A gay couple in Banda Aceh, the most queer-hostile region in Indonesia, faces 100 lashes simply for being in love. A mob of locals stormed the home of the two young men and dragged them both to a police station. Now the couple is threatened with torture – activists demand: Stop the madness!

New human rights violations in Indonesia: According to the portal AsiaNews, the couple will be charged with “illegal sexual orientation” within 20 days of their arrest in a Sharia court in the provincial capital. They are threatened with a public flogging.

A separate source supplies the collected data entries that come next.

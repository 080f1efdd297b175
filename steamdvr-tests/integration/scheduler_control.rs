//! Scheduler control tests: cancellation, live concurrency, mode fallback.

use std::collections::HashSet;
use std::sync::Arc;
use std::time::Duration;

use steamdvr_core::encoder::EncodingMode;
use steamdvr_core::export::{ExportOptions, ProgressEvent};
use steamdvr_core::reconstruct::SimulationFfmpeg;

use crate::support;

#[tokio::test]
async fn cancel_drains_running_and_queued_jobs() {
    let tmp = tempfile::tempdir().unwrap();
    let jobs = vec![
        support::manual_job(&tmp.path().join("a"), "Portal 2", 10),
        support::manual_job(&tmp.path().join("b"), "Portal 2", 11),
        support::manual_job(&tmp.path().join("c"), "Portal 2", 12),
    ];

    let ffmpeg = Arc::new(SimulationFfmpeg::new().with_delay(Duration::from_secs(60)));
    let temp_dir = tmp.path().join("work");
    let scheduler = support::scheduler_with(ffmpeg.clone(), &temp_dir);
    let output_dir = tmp.path().join("out");
    let (handle, mut events) = scheduler
        .start(
            jobs,
            ExportOptions {
                mode: EncodingMode::FastCopy,
                concurrency: 1,
                output_dir: output_dir.clone(),
                delete_sources: false,
            },
        )
        .unwrap();

    // Cancel once the first job reaches its encoder; the other two are
    // still queued.
    while let Some(event) = events.recv().await {
        if matches!(
            event,
            ProgressEvent::JobPhase {
                phase: steamdvr_core::reconstruct::Phase::Encoding,
                ..
            }
        ) {
            break;
        }
    }
    handle.cancel();

    let summary = handle.wait().await.unwrap();
    assert_eq!(summary.cancelled, 3);
    assert_eq!(summary.succeeded, 0);
    assert_eq!(summary.failed, 0);
    // Only the running job ever reached the encoder.
    assert_eq!(ffmpeg.invocations(), 1);

    // No partial outputs and no transient stream files survive.
    assert!(support::dir_entries(&output_dir).is_empty());
    assert!(support::dir_entries(&temp_dir).is_empty());
}

#[tokio::test]
async fn raising_concurrency_dispatches_more_workers() {
    let tmp = tempfile::tempdir().unwrap();
    let jobs: Vec<_> = (0u32..4)
        .map(|i| support::manual_job(&tmp.path().join(format!("s{i}")), "Portal 2", 10 + i))
        .collect();

    let ffmpeg = Arc::new(SimulationFfmpeg::new().with_delay(Duration::from_millis(300)));
    let scheduler = support::scheduler_with(ffmpeg.clone(), &tmp.path().join("work"));
    let (handle, events) = scheduler
        .start(
            jobs,
            ExportOptions {
                mode: EncodingMode::FastCopy,
                concurrency: 1,
                output_dir: tmp.path().join("out"),
                delete_sources: false,
            },
        )
        .unwrap();

    handle.adjust_concurrency(4);
    support::collect_events(events).await;
    let summary = handle.wait().await.unwrap();

    assert_eq!(summary.succeeded, 4);
    assert!(
        ffmpeg.observed_max_active() >= 2,
        "pool never grew past one worker"
    );
}

#[tokio::test]
async fn unavailable_mode_falls_back_with_one_warning() {
    let tmp = tempfile::tempdir().unwrap();
    let jobs = vec![support::manual_job(&tmp.path().join("a"), "Portal 2", 10)];

    let ffmpeg = Arc::new(SimulationFfmpeg::new());
    let scheduler = support::scheduler_with_modes(
        ffmpeg,
        &tmp.path().join("work"),
        HashSet::from([EncodingMode::FastCopy]),
    );
    let (handle, events) = scheduler
        .start(
            jobs,
            ExportOptions {
                mode: EncodingMode::NvencHevc,
                concurrency: 1,
                output_dir: tmp.path().join("out"),
                delete_sources: false,
            },
        )
        .unwrap();

    let events = support::collect_events(events).await;
    let warnings = events
        .iter()
        .filter(|e| matches!(e, ProgressEvent::Warning { .. }))
        .count();
    assert_eq!(warnings, 1);
    assert!(events.iter().any(|e| matches!(
        e,
        ProgressEvent::BatchStarted {
            mode: EncodingMode::FastCopy,
            ..
        }
    )));

    let summary = handle.wait().await.unwrap();
    assert_eq!(summary.succeeded, 1);
    assert_eq!(summary.warnings.len(), 1);
}

#[tokio::test]
async fn job_events_arrive_in_lifecycle_order() {
    let tmp = tempfile::tempdir().unwrap();
    let jobs = vec![support::manual_job(&tmp.path().join("a"), "Portal 2", 10)];

    let ffmpeg = Arc::new(SimulationFfmpeg::new());
    let scheduler = support::scheduler_with(ffmpeg, &tmp.path().join("work"));
    let (handle, events) = scheduler
        .start(
            jobs,
            ExportOptions {
                mode: EncodingMode::FastCopy,
                concurrency: 1,
                output_dir: tmp.path().join("out"),
                delete_sources: false,
            },
        )
        .unwrap();

    let events = support::collect_events(events).await;
    handle.wait().await.unwrap();

    // Phase events carry live aggregate counts like the lifecycle events.
    for event in &events {
        if let ProgressEvent::JobPhase { counts, .. } = event {
            assert_eq!(counts.total, 1);
            assert_eq!(counts.completed, 0);
            assert_eq!(counts.active, 1);
        }
    }

    let kinds: Vec<&'static str> = events
        .iter()
        .map(|e| match e {
            ProgressEvent::BatchStarted { .. } => "batch-started",
            ProgressEvent::Warning { .. } => "warning",
            ProgressEvent::JobStarted { .. } => "job-started",
            ProgressEvent::JobPhase { .. } => "job-phase",
            ProgressEvent::JobFinished { .. } => "job-finished",
            ProgressEvent::BatchFinished { .. } => "batch-finished",
        })
        .collect();
    assert_eq!(
        kinds,
        vec![
            "batch-started",
            "job-started",
            "job-phase",
            "job-phase",
            "job-phase",
            "job-finished",
            "batch-finished",
        ]
    );
}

The Islamic penal code “Qanun Jinayat”, which is valid in the province, also provides for a maximum prison sentence of eight years and a fine of one kilogram of gold for gay acts. Banda Aceh is the only province in Indonesia where Sharia law applies. Unfortunately, it is no longer the only area in the country where homosexuals are persecuted and oppressed.



Human Rights Watch demands an end to the situation


Joko Widodo


For years, Human Rights Watch officials have been calling on Indonesian President Joko Widodo to finally intervene in Banda Aceh because of the human rights violations there. In recent years, however, the development in the rest of Indonesia with regard to the rights of the queer community has been deteriorating. Discrimination and repression are commonplace, and a law is currently pending that could make gay sex a criminal offence throughout the country – LGBTIQ activists* are increasingly concerned.

Human Rights Watch is now looking elsewhere in search of allies who can control the situation. In an open letter last month, the organisation’s deputy director for Asia, Phil Robertson, called on Japanese Prime Minister Yoshihide Suga to put pressure on governments over human rights violations in Vietnam and Indonesia.

Yoshihide Suga

Robertson said Suga should criticise Indonesia’s crackdown on religious freedom, freedom of the press, the right to sexual orientation and gender identity, and the rights of indigenous peoples. Japan should use its significant influence as a major financier to the Vietnamese and Indonesian governments.

“Prime Minister Suga should publicly and privately show that Japan is serious about its policy declarations to promote human rights abroad.”